_SUPPLIED ENTRIES_:

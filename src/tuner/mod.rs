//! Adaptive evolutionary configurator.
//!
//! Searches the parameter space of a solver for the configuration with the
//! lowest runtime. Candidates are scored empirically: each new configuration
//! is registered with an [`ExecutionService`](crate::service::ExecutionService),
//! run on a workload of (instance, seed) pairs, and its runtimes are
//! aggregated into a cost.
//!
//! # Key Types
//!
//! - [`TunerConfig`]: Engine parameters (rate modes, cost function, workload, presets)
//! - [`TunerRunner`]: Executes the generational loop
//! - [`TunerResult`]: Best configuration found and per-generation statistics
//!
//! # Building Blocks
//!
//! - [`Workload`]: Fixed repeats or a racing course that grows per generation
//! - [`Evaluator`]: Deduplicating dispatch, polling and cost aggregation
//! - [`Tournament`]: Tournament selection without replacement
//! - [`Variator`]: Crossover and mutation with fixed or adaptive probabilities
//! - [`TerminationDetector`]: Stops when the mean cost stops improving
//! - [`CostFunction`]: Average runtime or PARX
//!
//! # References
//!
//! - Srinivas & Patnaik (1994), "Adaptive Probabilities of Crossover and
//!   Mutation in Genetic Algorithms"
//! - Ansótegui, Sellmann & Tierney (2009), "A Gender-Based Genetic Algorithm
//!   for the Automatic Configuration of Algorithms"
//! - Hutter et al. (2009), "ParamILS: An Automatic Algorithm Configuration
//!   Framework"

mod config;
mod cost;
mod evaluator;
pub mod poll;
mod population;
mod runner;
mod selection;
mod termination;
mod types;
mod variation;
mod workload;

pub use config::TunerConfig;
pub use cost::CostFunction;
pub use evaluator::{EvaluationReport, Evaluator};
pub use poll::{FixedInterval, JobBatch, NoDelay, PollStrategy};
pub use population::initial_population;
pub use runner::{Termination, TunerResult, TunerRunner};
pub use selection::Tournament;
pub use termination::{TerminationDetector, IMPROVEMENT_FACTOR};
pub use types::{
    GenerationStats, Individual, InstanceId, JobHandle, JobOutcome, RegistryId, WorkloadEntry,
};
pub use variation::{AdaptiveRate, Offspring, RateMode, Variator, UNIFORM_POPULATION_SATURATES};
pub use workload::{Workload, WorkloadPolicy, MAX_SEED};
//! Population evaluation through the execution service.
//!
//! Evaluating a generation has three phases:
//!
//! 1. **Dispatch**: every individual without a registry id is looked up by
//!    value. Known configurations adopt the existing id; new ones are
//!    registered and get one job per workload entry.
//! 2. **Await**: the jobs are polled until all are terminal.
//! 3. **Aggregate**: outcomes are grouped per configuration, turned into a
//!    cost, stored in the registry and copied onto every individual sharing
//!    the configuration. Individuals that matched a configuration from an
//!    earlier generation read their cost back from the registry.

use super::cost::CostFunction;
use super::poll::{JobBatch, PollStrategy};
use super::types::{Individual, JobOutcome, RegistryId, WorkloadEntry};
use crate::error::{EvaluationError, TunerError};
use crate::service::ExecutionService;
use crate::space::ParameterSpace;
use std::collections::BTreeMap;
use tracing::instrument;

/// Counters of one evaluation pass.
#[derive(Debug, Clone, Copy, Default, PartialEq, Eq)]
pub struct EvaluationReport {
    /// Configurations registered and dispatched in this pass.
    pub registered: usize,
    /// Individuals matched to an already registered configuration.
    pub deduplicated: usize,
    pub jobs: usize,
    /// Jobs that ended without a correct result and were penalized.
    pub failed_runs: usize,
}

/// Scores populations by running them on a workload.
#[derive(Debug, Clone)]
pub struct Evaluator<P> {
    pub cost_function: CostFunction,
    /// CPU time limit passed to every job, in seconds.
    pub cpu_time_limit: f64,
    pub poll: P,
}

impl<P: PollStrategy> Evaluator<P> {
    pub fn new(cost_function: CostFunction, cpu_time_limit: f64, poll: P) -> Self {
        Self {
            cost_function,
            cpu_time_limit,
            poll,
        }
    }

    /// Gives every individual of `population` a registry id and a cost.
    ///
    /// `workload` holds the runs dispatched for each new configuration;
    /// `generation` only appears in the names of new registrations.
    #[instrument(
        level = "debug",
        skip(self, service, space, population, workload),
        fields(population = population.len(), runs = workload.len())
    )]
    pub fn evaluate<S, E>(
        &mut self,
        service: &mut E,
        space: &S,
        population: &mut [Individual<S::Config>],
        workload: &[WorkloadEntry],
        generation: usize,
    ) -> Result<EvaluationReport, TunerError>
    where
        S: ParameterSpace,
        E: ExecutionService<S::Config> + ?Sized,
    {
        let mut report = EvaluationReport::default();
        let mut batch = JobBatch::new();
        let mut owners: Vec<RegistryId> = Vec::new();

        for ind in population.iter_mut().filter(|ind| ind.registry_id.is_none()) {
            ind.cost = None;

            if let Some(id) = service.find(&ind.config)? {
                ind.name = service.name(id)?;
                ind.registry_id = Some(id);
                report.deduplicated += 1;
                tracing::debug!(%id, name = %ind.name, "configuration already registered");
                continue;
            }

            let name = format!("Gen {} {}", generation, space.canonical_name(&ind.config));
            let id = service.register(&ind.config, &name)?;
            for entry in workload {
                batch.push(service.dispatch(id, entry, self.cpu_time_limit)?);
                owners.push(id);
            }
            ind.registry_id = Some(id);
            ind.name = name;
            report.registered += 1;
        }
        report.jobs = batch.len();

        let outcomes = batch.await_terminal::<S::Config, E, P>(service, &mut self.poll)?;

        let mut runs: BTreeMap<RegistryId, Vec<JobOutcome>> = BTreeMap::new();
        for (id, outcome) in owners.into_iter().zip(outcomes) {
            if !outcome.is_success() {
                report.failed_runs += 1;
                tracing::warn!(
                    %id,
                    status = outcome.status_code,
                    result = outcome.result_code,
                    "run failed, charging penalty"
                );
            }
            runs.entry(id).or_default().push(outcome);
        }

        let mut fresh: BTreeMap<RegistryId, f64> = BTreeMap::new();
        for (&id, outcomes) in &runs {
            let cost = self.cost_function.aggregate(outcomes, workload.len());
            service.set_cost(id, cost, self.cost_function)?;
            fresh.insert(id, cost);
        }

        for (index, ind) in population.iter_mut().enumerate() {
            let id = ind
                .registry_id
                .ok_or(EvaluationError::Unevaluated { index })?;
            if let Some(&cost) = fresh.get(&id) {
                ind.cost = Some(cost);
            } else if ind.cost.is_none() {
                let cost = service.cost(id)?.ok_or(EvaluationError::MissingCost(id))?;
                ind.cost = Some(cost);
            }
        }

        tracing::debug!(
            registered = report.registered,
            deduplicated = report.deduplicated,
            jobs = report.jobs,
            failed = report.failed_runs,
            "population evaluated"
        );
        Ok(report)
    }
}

_PROMPT_:
Would you copy out all of the entries exactly?

_ANSWER TO THIS TASK_:
filename src/tuner/mod.rs
//! Adaptive evolutionary configurator.
//!
//! Searches the parameter space of a solver for the configuration with the
//! lowest runtime. Candidates are scored empirically: each new configuration
//! is registered with an [`ExecutionService`](crate::service::ExecutionService),
//! run on a workload of (instance, seed) pairs, and its runtimes are
//! aggregated into a cost.
//!
//! # Key Types
//!
//! - [`TunerConfig`]: Engine parameters (rate modes, cost function, workload, presets)
//! - [`TunerRunner`]: Executes the generational loop
//! - [`TunerResult`]: Best configuration found and per-generation statistics
//!
//! # Building Blocks
//!
//! - [`Workload`]: Fixed repeats or a racing course that grows per generation
//! - [`Evaluator`]: Deduplicating dispatch, polling and cost aggregation
//! - [`Tournament`]: Tournament selection without replacement
//! - [`Variator`]: Crossover and mutation with fixed or adaptive probabilities
//! - [`TerminationDetector`]: Stops when the mean cost stops improving
//! - [`CostFunction`]: Average runtime or PARX
//!
//! # References
//!
//! - Srinivas & Patnaik (1994), "Adaptive Probabilities of Crossover and
//!   Mutation in Genetic Algorithms"
//! - Ansótegui, Sellmann & Tierney (2009), "A Gender-Based Genetic Algorithm
//!   for the Automatic Configuration of Algorithms"
//! - Hutter et al. (2009), "ParamILS: An Automatic Algorithm Configuration
//!   Framework"

mod config;
mod cost;
mod evaluator;
pub mod poll;
mod population;
mod runner;
mod selection;
mod termination;
mod types;
mod variation;
mod workload;

pub use config::TunerConfig;
pub use cost::CostFunction;
pub use evaluator::{EvaluationReport, Evaluator};
pub use poll::{FixedInterval, JobBatch, NoDelay, PollStrategy};
pub use population::initial_population;
pub use runner::{Termination, TunerResult, TunerRunner};
pub use selection::Tournament;
pub use termination::{TerminationDetector, IMPROVEMENT_FACTOR};
pub use types::{
    GenerationStats, Individual, InstanceId, JobHandle, JobOutcome, RegistryId, WorkloadEntry,
};
pub use variation::{AdaptiveRate, Offspring, RateMode, Variator, UNIFORM_POPULATION_SATURATES};
pub use workload::{Workload, WorkloadPolicy, MAX_SEED};
//! Population evaluation through the execution service.
//!
//! Evaluating a generation has three phases:
//!
//! 1. **Dispatch**: every individual without a registry id is looked up by
//!    value. Known configurations adopt the existing id; new ones are
//!    registered and get one job per workload entry.
//! 2. **Await**: the jobs are polled until all are terminal.
//! 3. **Aggregate**: outcomes are grouped per configuration, turned into a
//!    cost, stored in the registry and copied onto every individual sharing
//!    the configuration. Individuals that matched a configuration from an
//!    earlier generation read their cost back from the registry.

use super::cost::CostFunction;
use super::poll::{JobBatch, PollStrategy};
use super::types::{Individual, JobOutcome, RegistryId, WorkloadEntry};
use crate::error::{EvaluationError, TunerError};
use crate::service::ExecutionService;
use crate::space::ParameterSpace;
use std::collections::BTreeMap;
use tracing::instrument;

/// Counters of one evaluation pass.
#[derive(Debug, Clone, Copy, Default, PartialEq, Eq)]
pub struct EvaluationReport {
    /// Configurations registered and dispatched in this pass.
    pub registered: usize,
    /// Individuals matched to an already registered configuration.
    pub deduplicated: usize,
    pub jobs: usize,
    /// Jobs that ended without a correct result and were penalized.
    pub failed_runs: usize,
}

/// Scores populations by running them on a workload.
#[derive(Debug, Clone)]
pub struct Evaluator<P> {
    pub cost_function: CostFunction,
    /// CPU time limit passed to every job, in seconds.
    pub cpu_time_limit: f64,
    pub poll: P,
}

impl<P: PollStrategy> Evaluator<P> {
    pub fn new(cost_function: CostFunction, cpu_time_limit: f64, poll: P) -> Self {
        Self {
            cost_function,
            cpu_time_limit,
            poll,
        }
    }

    /// Gives every individual of `population` a registry id and a cost.
    ///
    /// `workload` holds the runs dispatched for each new configuration;
    /// `generation` only appears in the names of new registrations.
    #[instrument(
        level = "debug",
        skip(self, service, space, population, workload),
        fields(population = population.len(), runs = workload.len())
    )]
    pub fn evaluate<S, E>(
        &mut self,
        service: &mut E,
        space: &S,
        population: &mut [Individual<S::Config>],
        workload: &[WorkloadEntry],
        generation: usize,
    ) -> Result<EvaluationReport, TunerError>
    where
        S: ParameterSpace,
        E: ExecutionService<S::Config> + ?Sized,
    {
        let mut report = EvaluationReport::default();
        let mut batch = JobBatch::new();
        let mut owners: Vec<RegistryId> = Vec::new();

        for ind in population.iter_mut().filter(|ind| ind.registry_id.is_none()) {
            ind.cost = None;

            if let Some(id) = service.find(&ind.config)? {
                ind.name = service.name(id)?;
                ind.registry_id = Some(id);
                report.deduplicated += 1;
                tracing::debug!(%id, name = %ind.name, "configuration already registered");
                continue;
            }

            let name = format!("Gen {} {}", generation, space.canonical_name(&ind.config));
            let id = service.register(&ind.config, &name)?;
            for entry in workload {
                batch.push(service.dispatch(id, entry, self.cpu_time_limit)?);
                owners.push(id);
            }
            ind.registry_id = Some(id);
            ind.name = name;
            report.registered += 1;
        }
        report.jobs = batch.len();

        let outcomes = batch.await_terminal::<S::Config, E, P>(service, &mut self.poll)?;

        let mut runs: BTreeMap<RegistryId, Vec<JobOutcome>> = BTreeMap::new();
        for (id, outcome) in owners.into_iter().zip(outcomes) {
            if !outcome.is_success() {
                report.failed_runs += 1;
                tracing::warn!(
                    %id,
                    status = outcome.status_code,
                    result = outcome.result_code,
                    "run failed, charging penalty"
                );
            }
            runs.entry(id).or_default().push(outcome);
        }

        let mut fresh: BTreeMap<RegistryId, f64> = BTreeMap::new();
        for (&id, outcomes) in &runs {
            let cost = self.cost_function.aggregate(outcomes, workload.len());
            service.set_cost(id, cost, self.cost_function)?;
            fresh.insert(id, cost);
        }

        for (index, ind) in population.iter_mut().enumerate() {
            let id = ind
                .registry_id
                .ok_or(EvaluationError::Unevaluated { index })?;
            if let Some(&cost) = fresh.get(&id) {
                ind.cost = Some(cost);
            } else if ind.cost.is_none() {
                let cost = service.cost(id)?.ok_or(EvaluationError::MissingCost(id))?;
                ind.cost = Some(cost);
            }
        }

        tracing::debug!(
            registered = report.registered,
            deduplicated = report.deduplicated,
            jobs = report.jobs,
            failed = report.failed_runs,
            "population evaluated"
        );
        Ok(report)
    }
}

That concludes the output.